> **TASK BRIEF**: Search the records for the string "again", and show each line where it appears.

> **SOURCE RECORDS**:
***

//! End-to-end document builder tests: wire maps built from documents and
//! documents rebuilt from the wire maps stored in the backend.

use pretty_assertions::assert_eq;
use serde_json::json;

use e2e_tests::TestHarness;
use searchsync_indexing::{DocumentBuilder, Indexer, RecordData, META_ID};
use searchsync_types::{IndexMethod, WireDocument};

fn user_fields(wire: &WireDocument) -> WireDocument {
    let reserved = ["id", "source_class", "record_base_class", META_ID];
    wire.iter()
        .filter(|(key, _)| !reserved.contains(&key.as_str()))
        .map(|(key, value)| (key.clone(), value.clone()))
        .collect()
}

#[test]
fn test_round_trip_keeps_identity_and_fields() {
    let harness = TestHarness::new();
    harness.write_tag(1, "rust");
    harness.write_tag(2, "search");
    harness.store.write(
        RecordData::new("Page", 4)
            .with_field("Title", "Getting started")
            .with_many("Tags", &[1, 2]),
    );
    let builder = DocumentBuilder::new(harness.ctx.clone());
    let original = harness.doc("Page", 4);

    let wire = builder.to_array(original.as_ref()).unwrap();
    assert_eq!(wire["id"], json!("page_4"));
    assert_eq!(wire["source_class"], json!("Page"));
    assert_eq!(wire[META_ID], json!(4));

    let rebuilt = builder.from_array(&wire).unwrap().unwrap();
    assert_eq!(rebuilt.identifier(), original.identifier());
    assert_eq!(rebuilt.source_class(), "Page");

    let again = builder.to_array(rebuilt.as_ref()).unwrap();
    assert_eq!(user_fields(&again), user_fields(&wire));
    assert_eq!(
        user_fields(&wire),
        WireDocument::from_iter([
            ("title".to_string(), json!("Getting started")),
            ("tag_titles".to_string(), json!(["rust", "search"])),
            ("related_title".to_string(), json!(null)),
        ])
    );
}

#[test]
fn test_documents_rebuilt_from_backend_contents() {
    let harness = TestHarness::new();
    let pages = harness.write_pages(3);
    Indexer::new(harness.ctx.clone(), pages, IndexMethod::Add, 2)
        .unwrap()
        .drain()
        .unwrap();
    let builder = DocumentBuilder::new(harness.ctx.clone());

    for id in harness.indexed_ids("main") {
        let stored = harness.backend.document("main", &id).unwrap();
        let rebuilt = builder.from_array(&stored).unwrap().unwrap();
        assert_eq!(rebuilt.identifier(), id);
        assert_eq!(builder.to_array(rebuilt.as_ref()).unwrap(), stored);
    }
}

#[test]
fn test_wire_without_live_record_rebuilds_nothing() {
    let harness = TestHarness::new();
    let page = harness.write_pages(1).remove(0);
    let builder = DocumentBuilder::new(harness.ctx.clone());
    let wire = builder.to_array(page.as_ref()).unwrap();

    harness.store.delete("Page", 1);
    assert!(builder.from_array(&wire).unwrap().is_none());

    let mut anonymous = wire.clone();
    anonymous.remove("source_class");
    assert!(builder.from_array(&anonymous).unwrap().is_none());
}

***

> **COMPLETED EXERCISE**:
    let again = builder.to_array(rebuilt.as_ref()).unwrap();
    assert_eq!(user_fields(&again), user_fields(&wire));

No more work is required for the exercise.